2. **Merging Data**:
- The `merge_data` function merges the two dataframes based on unique identifiers (`request_id` and `ticket_id`) and fills any missing values with "Not Provided".
3. **Saving Final Data**:
- The `save_final_data` function saves the merged data into a new Excel file (`final_output.xlsx`), or updates the existing file with new data.
4. **Checking Data Integrity**:
- The `check_data_integrity` function checks whether each request has a corresponding service and vice versa, and logs any discrepancies.
5. **Logging**:
- The script uses Python's built-in `logging` module to log each step of the process, including successes and errors.

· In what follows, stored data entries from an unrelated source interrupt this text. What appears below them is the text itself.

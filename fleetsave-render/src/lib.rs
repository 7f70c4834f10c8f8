//! Rendering helpers (text, markdown, JSON) for savings estimates and restriction options.

use fleetsave_types::report::SavingsReport;
use fleetsave_types::restriction::RestrictionKind;
use fleetsave_types::savings::{SavingsBreakdown, SavingsComponent};
use fleetsave_types::selection::SelectionOutcome;

const NO_ESTIMATE: &str = "No estimate yet: fleet size and yearly mileage are required.";

const ROI_LABEL: &str = "Return on investment (approx.)";
const WORKING_DAYS_LABEL: &str = "Spared working days (approx.)";
const COMPLAINTS_LABEL: &str = "Avoided complaints (approx.)";

/// Whole euros with thousands separators, rounding half away from zero: `12780.4` → `€12,780`.
pub fn format_euros(amount: f64) -> String {
    if !amount.is_finite() {
        return "n/a".to_string();
    }
    let rounded = amount.round();
    let digits = format!("{:.0}", rounded.abs());

    let mut grouped = String::with_capacity(digits.len() + digits.len() / 3);
    for (i, ch) in digits.chars().enumerate() {
        if i > 0 && (digits.len() - i) % 3 == 0 {
            grouped.push(',');
        }
        grouped.push(ch);
    }

    if rounded < 0.0 {
        format!("-€{grouped}")
    } else {
        format!("€{grouped}")
    }
}

/// One decimal place, used for the approximate secondary metrics.
pub fn format_metric(value: f64) -> String {
    format!("{value:.1}")
}

/// Components worth showing: zero and negative contributions are left out.
fn visible_components(b: &SavingsBreakdown) -> impl Iterator<Item = (SavingsComponent, f64)> + '_ {
    SavingsComponent::ALL
        .into_iter()
        .map(|c| (c, b.component(c)))
        .filter(|(_, amount)| *amount > 0.0)
}

pub fn render_breakdown_text(breakdown: Option<&SavingsBreakdown>) -> String {
    let mut out = String::new();
    let Some(b) = breakdown else {
        out.push_str(NO_ESTIMATE);
        out.push('\n');
        return out;
    };

    out.push_str("Estimated yearly savings\n\n");
    for (component, amount) in visible_components(b) {
        out.push_str(&row(component.label(), &format_euros(amount)));
    }
    out.push_str(&row("Total", &format_euros(b.total_savings)));
    out.push('\n');
    out.push_str(&row(ROI_LABEL, &format_euros(b.return_on_investment_approx)));
    out.push_str(&row(
        WORKING_DAYS_LABEL,
        &format_metric(b.spared_working_days_approx),
    ));
    out.push_str(&row(
        COMPLAINTS_LABEL,
        &format_metric(b.avoided_complaints_approx),
    ));
    out
}

fn row(label: &str, value: &str) -> String {
    format!("  {label:<34}{value:>12}\n")
}

pub fn render_breakdown_md(breakdown: Option<&SavingsBreakdown>) -> String {
    let mut out = String::new();
    out.push_str("# fleetsave estimate\n\n");
    let Some(b) = breakdown else {
        out.push_str(&format!("_{NO_ESTIMATE}_\n"));
        return out;
    };

    out.push_str("| Component | Yearly savings |\n");
    out.push_str("|---|---:|\n");
    for (component, amount) in visible_components(b) {
        out.push_str(&format!(
            "| {} | {} |\n",
            component.label(),
            format_euros(amount)
        ));
    }
    out.push_str(&format!(
        "| **Total** | **{}** |\n\n",
        format_euros(b.total_savings)
    ));

    out.push_str("## Secondary metrics\n\n");
    out.push_str(&format!(
        "- {}: {}\n",
        ROI_LABEL,
        format_euros(b.return_on_investment_approx)
    ));
    out.push_str(&format!(
        "- {}: {}\n",
        WORKING_DAYS_LABEL,
        format_metric(b.spared_working_days_approx)
    ));
    out.push_str(&format!(
        "- {}: {}\n",
        COMPLAINTS_LABEL,
        format_metric(b.avoided_complaints_approx)
    ));
    out
}

/// Pretty JSON with a trailing newline.
pub fn render_report_json(report: &SavingsReport) -> anyhow::Result<String> {
    let mut out = serde_json::to_string_pretty(report)?;
    out.push('\n');
    Ok(out)
}

pub fn render_options_text(outcome: &SelectionOutcome) -> String {
    let mut out = String::new();
    out.push_str("Restriction options\n\n");
    for opt in outcome.options.options() {
        let mark = if outcome.resolved.contains(&opt.kind) {
            "[x]"
        } else {
            "[ ]"
        };
        let state = if opt.disabled { " (disabled)" } else { "" };
        out.push_str(&format!(
            "  {} {:<22}{}{}\n",
            mark,
            opt.kind.as_str(),
            opt.kind.label(),
            state
        ));
    }

    if !outcome.follow_ups.is_empty() {
        out.push_str("\nFollow-up inputs\n\n");
        for input in &outcome.follow_ups {
            out.push_str(&format!("  - {}\n", input.prompt()));
        }
    }
    out
}

pub fn render_restrictions_text() -> String {
    let mut out = String::new();
    for kind in RestrictionKind::ALL {
        let note = kind
            .conflicts_with()
            .map(|other| format!(" (excludes {other})"))
            .unwrap_or_default();
        out.push_str(&format!("{:<22}{}{}\n", kind.as_str(), kind.label(), note));
    }
    out
}
use crate::restriction::RestrictionKind;
use serde::{Deserialize, Serialize};
use std::collections::BTreeSet;

/// A restriction as offered to the selector, with its current availability.
#[derive(Debug, Clone, Copy, PartialEq, Eq, Serialize, Deserialize)]
pub struct RestrictionOption {
    pub kind: RestrictionKind,

    #[serde(default)]
    pub disabled: bool,
}

/// Availability of every restriction kind, in canonical order.
#[derive(Debug, Clone, PartialEq, Eq, Serialize, Deserialize)]
#[serde(transparent)]
pub struct OptionAvailability(pub Vec<RestrictionOption>);

impl OptionAvailability {
    /// Every kind enabled.
    pub fn all_enabled() -> Self {
        Self(
            RestrictionKind::ALL
                .into_iter()
                .map(|kind| RestrictionOption {
                    kind,
                    disabled: false,
                })
                .collect(),
        )
    }

    pub fn options(&self) -> &[RestrictionOption] {
        &self.0
    }

    pub fn is_enabled(&self, kind: RestrictionKind) -> bool {
        self.0.iter().any(|o| o.kind == kind && !o.disabled)
    }

    pub fn disabled(&self) -> impl Iterator<Item = RestrictionKind> + '_ {
        self.0.iter().filter(|o| o.disabled).map(|o| o.kind)
    }
}

impl Default for OptionAvailability {
    fn default() -> Self {
        Self::all_enabled()
    }
}

/// An extra input the host has to collect because of the selected restrictions.
#[derive(Debug, Clone, Copy, PartialEq, Eq, PartialOrd, Ord, Serialize, Deserialize)]
#[serde(rename_all = "snake_case")]
pub enum FollowUpInput {
    MonthlyChargingBudget,
    KwhPriceCap,
    AllowedCountries,
    /// Not a field: the host only informs the user that fast charging will be blocked.
    FastChargingNotice,
}

impl FollowUpInput {
    pub fn prompt(self) -> &'static str {
        match self {
            FollowUpInput::MonthlyChargingBudget => "Monthly charging budget per car (EUR)",
            FollowUpInput::KwhPriceCap => "Maximum price per kWh (EUR, at most 0.65)",
            FollowUpInput::AllowedCountries => "Countries where charging is allowed",
            FollowUpInput::FastChargingNotice => "Fast charging will be blocked for all cars",
        }
    }
}

/// Result of resolving a requested restriction set.
#[derive(Debug, Clone, PartialEq, Eq, Serialize, Deserialize)]
pub struct SelectionOutcome {
    pub resolved: BTreeSet<RestrictionKind>,
    pub options: OptionAvailability,

    #[serde(default, skip_serializing_if = "Vec::is_empty")]
    pub follow_ups: Vec<FollowUpInput>,
}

Logs are saved in `data_transfer.log`.
### How to Use:
1. Place the files `requests.xlsx` and `services.xlsx` in the appropriate paths.
2. Run the script, and it will automatically update or create the `final_output.xlsx` file.
3. Any mismatches between the request and service records will be logged in the `data_transfer.log` file.
This solution automates the process of transferring and merging data from two sources into one, reducing errors and improving workflow efficiency.